**TASK ITEM**. The entries below contain a line with "c.resume();" and a line with "let instances: Vec<_>". Retype exactly everything from the first down to the second, both included, and nothing else.

**DATA FOR REVIEW**.
• • • •

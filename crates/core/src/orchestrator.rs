use std::collections::HashMap;
use std::path::{Path, PathBuf};
use std::sync::{mpsc, Arc, Mutex};
use std::time::{Duration, Instant};

use regex::Regex;
use tracing::{error, info, warn};

use crate::controller::{InstanceController, Runtime};
use crate::error::{Error, Result};
use crate::lock;
use crate::logger;
use crate::lua_rt::{GameInfo, LuaGame};
use crate::platform::{DeviceChannel, Platform};
use crate::recovery::RecoverySupervisor;
use crate::sink::{OrchestratorSnapshot, StatusSink};
use crate::types::*;

/// Recursively find all `main.lua` scripts under `dir`.
pub fn find_games(dir: &Path) -> Vec<PathBuf> {
    let mut results = Vec::new();
    let entries = match std::fs::read_dir(dir) {
        Ok(e) => e,
        Err(_) => return results,
    };
    for entry in entries.flatten() {
        let path = entry.path();
        if path.is_dir() {
            let name = path.file_name().unwrap_or_default().to_string_lossy();
            if !name.starts_with('.') && name != "macros" {
                let main_lua = path.join("main.lua");
                if main_lua.is_file() {
                    results.push(main_lua);
                } else {
                    results.extend(find_games(&path));
                }
            }
        }
    }
    results.sort();
    results
}

/// Derive game name from its script path: games/gacha-demo/main.lua -> gacha-demo
pub fn derive_game_name(path: &Path, root: &Path) -> String {
    let game_dir = path.parent().unwrap_or(path);
    let rel = game_dir.strip_prefix(root).unwrap_or(game_dir);
    rel.to_string_lossy().replace('\\', "/")
}

/// Describe every game under `games_dir`; broken scripts are logged and skipped.
pub fn list_games(games_dir: &Path) -> Vec<(PathBuf, GameInfo)> {
    let mut games = Vec::new();
    for path in find_games(games_dir) {
        let name = derive_game_name(&path, games_dir);
        match LuaGame::describe(&path) {
            Ok(info) => games.push((path, info)),
            Err(e) => error!("failed to load game {}: {}", name, e),
        }
    }
    games
}

/// Path of the script for game `name`.
pub fn game_script(games_dir: &Path, name: &str) -> Result<PathBuf> {
    let path = games_dir.join(name).join("main.lua");
    if path.is_file() {
        Ok(path)
    } else {
        Err(Error::GameNotFound { path })
    }
}

/// Explicit devices win; otherwise every connected device matching `pattern`,
/// capped at `max`.
pub fn resolve_devices(
    platform: &dyn Platform,
    explicit: &[String],
    pattern: Option<&Regex>,
    max: usize,
) -> Result<Vec<DeviceId>> {
    let devices: Vec<DeviceId> = if explicit.is_empty() {
        platform
            .devices()?
            .into_iter()
            .filter(|d| pattern.map_or(true, |re| re.is_match(d)))
            .take(max)
            .collect()
    } else {
        explicit.to_vec()
    };
    if devices.is_empty() {
        return Err(Error::NoDevices);
    }
    Ok(devices)
}

/// Owns one controller per device plus the watchdog, and turns commands into
/// controller calls. Never holds more than one instance lock at a time.
pub struct Orchestrator {
    runtime: Arc<Runtime>,
    controllers: Vec<Arc<InstanceController>>,
    by_device: HashMap<DeviceId, usize>,
    supervisor: Arc<RecoverySupervisor>,
    sinks: Vec<Arc<dyn StatusSink>>,
    state: Mutex<OrchestratorState>,
    started_at: Instant,
}

impl Orchestrator {
    /// Open a channel to each device. Devices that fail to open are skipped.
    pub fn new(runtime: Arc<Runtime>, platform: &dyn Platform, devices: &[DeviceId]) -> Result<Self> {
        let mut channels = Vec::new();
        for device in devices {
            match platform.open(device) {
                Ok(ch) => channels.push(ch),
                Err(e) => warn!(instance = %device, "skipping device: {}", e),
            }
        }
        let orch = Self::from_channels(runtime, channels);
        if orch.controllers.is_empty() {
            return Err(Error::NoDevices);
        }
        Ok(orch)
    }

    /// One controller per channel. A device whose game handle cannot be
    /// created is skipped.
    pub fn from_channels(runtime: Arc<Runtime>, channels: Vec<Box<dyn DeviceChannel>>) -> Self {
        let mut controllers = Vec::new();
        let mut by_device = HashMap::new();
        for ch in channels {
            let device = ch.id().to_string();
            logger::register_prefix(&device, logger::COLOR_BLUE);
            match InstanceController::new(controllers.len() + 1, ch, Arc::clone(&runtime)) {
                Ok(c) => {
                    by_device.insert(device, controllers.len());
                    controllers.push(c);
                }
                Err(e) => warn!(instance = %device, "skipping device: {}", e),
            }
        }
        let supervisor = Arc::new(RecoverySupervisor::new(controllers.clone(), runtime.config.watchdog_interval));
        Self {
            started_at: runtime.clock.now(),
            runtime,
            controllers,
            by_device,
            supervisor,
            sinks: Vec::new(),
            state: Mutex::new(OrchestratorState::Stopped),
        }
    }

    pub fn with_sink(mut self, sink: Arc<dyn StatusSink>) -> Self {
        self.sinks.push(sink);
        self
    }

    pub fn controllers(&self) -> &[Arc<InstanceController>] {
        &self.controllers
    }

    pub fn controller(&self, device: &str) -> Option<&Arc<InstanceController>> {
        self.by_device.get(device).map(|&i| &self.controllers[i])
    }

    fn set_state(&self, state: OrchestratorState) {
        *lock(&self.state) = state;
    }

    pub fn state(&self) -> OrchestratorState {
        *lock(&self.state)
    }

    pub fn start_all(&self) {
        info!("starting {} instances of {}", self.controllers.len(), self.runtime.game.display_name());
        for c in &self.controllers {
            c.start();
        }
        self.set_state(OrchestratorState::Running);
    }

    pub fn stop_all(&self) {
        self.set_state(OrchestratorState::Stopping);
        for c in &self.controllers {
            c.stop();
        }
        self.set_state(OrchestratorState::Stopped);
        info!("all instances stopped");
    }

    pub fn pause_all(&self) {
        for c in &self.controllers {
            c.pause();
        }
    }

    pub fn resume_all(&self) {
        for c in &self.controllers {
            c.resume();
        }
    }

    /// Pause a running instance, resume a paused one, start a stopped one.
    pub fn toggle(&self, index: usize) {
        let Some(c) = self.controllers.get(index) else {
            warn!("no instance #{}", index + 1);
            return;
        };
        match c.status() {
            InstanceStatus::Running | InstanceStatus::Restarting => c.pause(),
            InstanceStatus::Paused => c.resume(),
            InstanceStatus::Stopped => {
                c.start();
                self.set_state(OrchestratorState::Running);
            }
        }
    }

    pub fn restart(&self, index: usize) {
        match self.controllers.get(index) {
            Some(c) => c.request_restart(),
            None => warn!("no instance #{}", index + 1),
        }
    }

    /// Copy each instance's snapshot, one lock at a time.
    pub fn snapshot(&self) -> OrchestratorSnapshot {
        let instances: Vec<_> = self.controllers.iter().map(|c| c.snapshot()).collect();
        let elapsed = self.runtime.clock.now().saturating_duration_since(self.started_at).as_secs_f64();
        let total_sessions = instances.iter().map(|i| i.session_count).sum();
        let sessions_per_hour = if elapsed > 0.0 { total_sessions as f64 * 3600.0 / elapsed } else { 0.0 };
        OrchestratorSnapshot {
            game: self.runtime.game.name().to_string(),
            state: self.state(),
            elapsed,
            total_sessions,
            sessions_per_hour,
            instances,
        }
    }

    pub fn publish(&self) -> OrchestratorSnapshot {
        let snapshot = self.snapshot();
        for sink in &self.sinks {
            sink.publish(&snapshot);
        }
        snapshot
    }

    /// Apply one command. Returns false on Quit.
    pub fn handle(&self, cmd: Command) -> bool {
        match cmd {
            Command::StartAll => self.start_all(),
            Command::StopAll => self.stop_all(),
            Command::PauseAll => self.pause_all(),
            Command::ResumeAll => self.resume_all(),
            Command::Toggle(i) => self.toggle(i),
            Command::Restart(i) => self.restart(i),
            Command::Status => {
                self.publish();
            }
            Command::Quit => {
                info!("shutting down");
                return false;
            }
        }
        true
    }

    fn all_stopped(&self) -> bool {
        self.controllers.iter().all(|c| c.status() == InstanceStatus::Stopped)
    }

    /// Main loop: commands as they arrive, status on a fixed interval, until
    /// Quit (or, with `exit_when_idle`, until every instance has stopped).
    /// Returns the final snapshot.
    pub fn run(self, cmd_rx: mpsc::Receiver<Command>) -> OrchestratorSnapshot {
        let watchdog = match self.supervisor.spawn() {
            Ok(h) => Some(h),
            Err(e) => {
                error!("failed to start watchdog: {}", e);
                None
            }
        };

        let interval = self.runtime.config.status_interval;
        let mut next_status = Instant::now() + interval;
        loop {
            let wait = next_status.saturating_duration_since(Instant::now());
            match cmd_rx.recv_timeout(wait) {
                Ok(cmd) => {
                    if !self.handle(cmd) {
                        break;
                    }
                }
                Err(mpsc::RecvTimeoutError::Timeout) => {}
                Err(mpsc::RecvTimeoutError::Disconnected) => {
                    info!("command channel closed");
                    break;
                }
            }

            if Instant::now() >= next_status {
                self.publish();
                next_status = Instant::now() + interval;
            }

            if self.runtime.config.exit_when_idle && self.state() == OrchestratorState::Running && self.all_stopped() {
                info!("every instance has stopped");
                break;
            }
        }

        self.supervisor.shutdown();
        self.stop_all();
        for c in &self.controllers {
            c.join();
        }
        if let Some(h) = watchdog {
            h.join().ok();
        }

        let last = self.publish();
        self.log_summary(&last);
        last
    }

    fn log_summary(&self, s: &OrchestratorSnapshot) {
        let restarts: u32 = s.instances.iter().map(|i| i.restarts).sum();
        info!(
            "ran {} for {}: {} sessions ({:.1}/h), {} forced restarts",
            s.game,
            format_duration(Duration::from_secs_f64(s.elapsed)),
            s.total_sessions,
            s.sessions_per_hour,
            restarts
        );
        for i in &s.instances {
            info!(
                instance = %i.device,
                "#{} {} sessions, last state '{}', {} restarts{}",
                i.number,
                i.session_count,
                i.state,
                i.restarts,
                i.halt_reason.as_deref().map(|r| format!(", halted: {}", r)).unwrap_or_default()
            );
        }
    }
}

pub fn format_duration(d: Duration) -> String {
    let secs = d.as_secs();
    format!("{:02}:{:02}:{:02}", secs / 3600, secs / 60 % 60, secs % 60)
}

• • • •

**YOUR RESPONSE**.
            c.resume();
        }
    }

    /// Pause a running instance, resume a paused one, start a stopped one.
    pub fn toggle(&self, index: usize) {
        let Some(c) = self.controllers.get(index) else {
            warn!("no instance #{}", index + 1);
            return;
        };
        match c.status() {
            InstanceStatus::Running | InstanceStatus::Restarting => c.pause(),
            InstanceStatus::Paused => c.resume(),
            InstanceStatus::Stopped => {
                c.start();
                self.set_state(OrchestratorState::Running);
            }
        }
    }

    pub fn restart(&self, index: usize) {
        match self.controllers.get(index) {
            Some(c) => c.request_restart(),
            None => warn!("no instance #{}", index + 1),
        }
    }

    /// Copy each instance's snapshot, one lock at a time.
    pub fn snapshot(&self) -> OrchestratorSnapshot {
        let instances: Vec<_> = self.controllers.iter().map(|c| c.snapshot()).collect();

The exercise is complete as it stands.